Family judges recognise that children thrive best if they are able to form relationships with their natural parents. However, in an exceptional case, the High Court came to the aid of a domestic abuse victim in ruling that the welfare of her young children demanded that all contact between them and their violent father be severed.
The father had subjected the girls’ vulnerable mother to a campaign of physical and emotional abuse. She had obtained a restraining order against him after he seriously assaulted her and was sentenced to a lengthy term of imprisonment. The case was considered so extreme that she and the children had been accepted onto the UK Protected Persons Scheme and had been moved to a secret address.
After lawyers launched proceedings on behalf of the mother and children, the father made a number of admissions and accepted that the girls’ surnames and forenames should both be changed. He also agreed that the parental responsibility he held in respect of one of them should be terminated. However, he argued that he should be permitted indirect contact with his daughters, by letter, and that he should be provided with information concerning them as they grew up.

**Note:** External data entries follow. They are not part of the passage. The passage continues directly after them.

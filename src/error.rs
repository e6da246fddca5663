//! Error types for the generation pipeline.
//!
//! Each stage has its own error enum. [`GenerationError`] unifies them at the
//! point where a request is collapsed into a [`GenerationResult`], and
//! [`ErrorInfo`] is the serializable form handed back to callers.
//!
//! [`GenerationResult`]: crate::GenerationResult

use serde::{Deserialize, Serialize};
use thiserror::Error;

use crate::artifact::ArtifactKind;

/// Message reported to callers when the pipeline could not produce a surface.
pub const FALLBACK_ERROR_MESSAGE: &str = "Failed to create image data URL.";

/// Errors raised by the glyph rasterizer.
#[derive(Debug, Error)]
pub enum RasterizationError {
    /// The drawing backend could not provide a 2D surface.
    #[error("surface unavailable")]
    SurfaceUnavailable,
}

/// A drawing backend failed to draw text onto a surface.
///
/// Text drawing is best-effort, so the rasterizer logs this and keeps the
/// background instead of failing the request.
#[derive(Debug, Error)]
#[error("text rendering failed: {0}")]
pub struct TextRenderError(pub String);

/// Errors raised while encoding the three export formats.
#[derive(Debug, Error)]
pub enum ExportError {
    /// The data URL reload step did not produce a usable surface.
    #[error("failed to decode rendered surface: {0}")]
    DecodeFailure(String),

    /// One of the format encoders failed.
    #[error("failed to encode {kind} artifact: {source}")]
    EncodingFailure {
        kind: ArtifactKind,
        #[source]
        source: image::ImageError,
    },
}

/// Any failure that aborts a generation request.
#[derive(Debug, Error)]
pub enum GenerationError {
    #[error(transparent)]
    Rasterization(#[from] RasterizationError),

    #[error(transparent)]
    Export(#[from] ExportError),
}

impl GenerationError {
    /// Returns the category of this error.
    pub fn kind(&self) -> ErrorKind {
        match self {
            Self::Rasterization(RasterizationError::SurfaceUnavailable) => {
                ErrorKind::SurfaceUnavailable
            }
            Self::Export(ExportError::DecodeFailure(_)) => ErrorKind::DecodeFailure,
            Self::Export(ExportError::EncodingFailure { .. }) => ErrorKind::EncodingFailure,
        }
    }

    /// Returns the message shown to the user for this error.
    ///
    /// A missing surface has no useful detail of its own, so it reports the
    /// generic fallback message.
    pub fn user_message(&self) -> String {
        match self {
            Self::Rasterization(RasterizationError::SurfaceUnavailable) => {
                FALLBACK_ERROR_MESSAGE.to_string()
            }
            other => other.to_string(),
        }
    }
}

/// Errors raised by the resource registry.
#[derive(Debug, Error)]
pub enum ResourceError {
    /// The URL does not refer to a live resource (never created or released).
    #[error("resource {0} is not available")]
    Released(String),

    /// Writing a resource to disk failed.
    #[error("failed to save resource: {0}")]
    Io(#[from] std::io::Error),
}

// ============================================================================
// ErrorInfo
// ============================================================================

/// Category of a failed generation request.
#[derive(Debug, Clone, Copy, PartialEq, Eq, Serialize, Deserialize)]
#[cfg_attr(feature = "jsonschema", derive(schemars::JsonSchema))]
#[serde(rename_all = "kebab-case")]
pub enum ErrorKind {
    SurfaceUnavailable,
    DecodeFailure,
    EncodingFailure,
}

/// Serializable description of the error that aborted a request.
#[derive(Debug, Clone, PartialEq, Eq, Serialize, Deserialize)]
#[cfg_attr(feature = "jsonschema", derive(schemars::JsonSchema))]
pub struct ErrorInfo {
    pub kind: ErrorKind,
    pub message: String,
}

impl From<&GenerationError> for ErrorInfo {
    fn from(err: &GenerationError) -> Self {
        Self {
            kind: err.kind(),
            message: err.user_message(),
        }
    }
}

impl From<GenerationError> for ErrorInfo {
    fn from(err: GenerationError) -> Self {
        Self::from(&err)
    }
}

In ruling on the matter, the Court found that the anxiety and distress that the mother would inevitably suffer at the prospect of the father having any contact with their daughters would be bound to impact on her ability to care for them. The children needed to be protected from their father and even indirect contact would be seriously detrimental to their welfare.
Describing the case as truly exceptional, the Court directed that the father should be given no information about the girls, save in the event that one of them dies. The ban on contact would endure throughout their childhood. The success of any future application for contact – which could only be made with permission from a judge – would depend on proof that he was a changed man and that any risk he posed to the mother was very considerably reduced.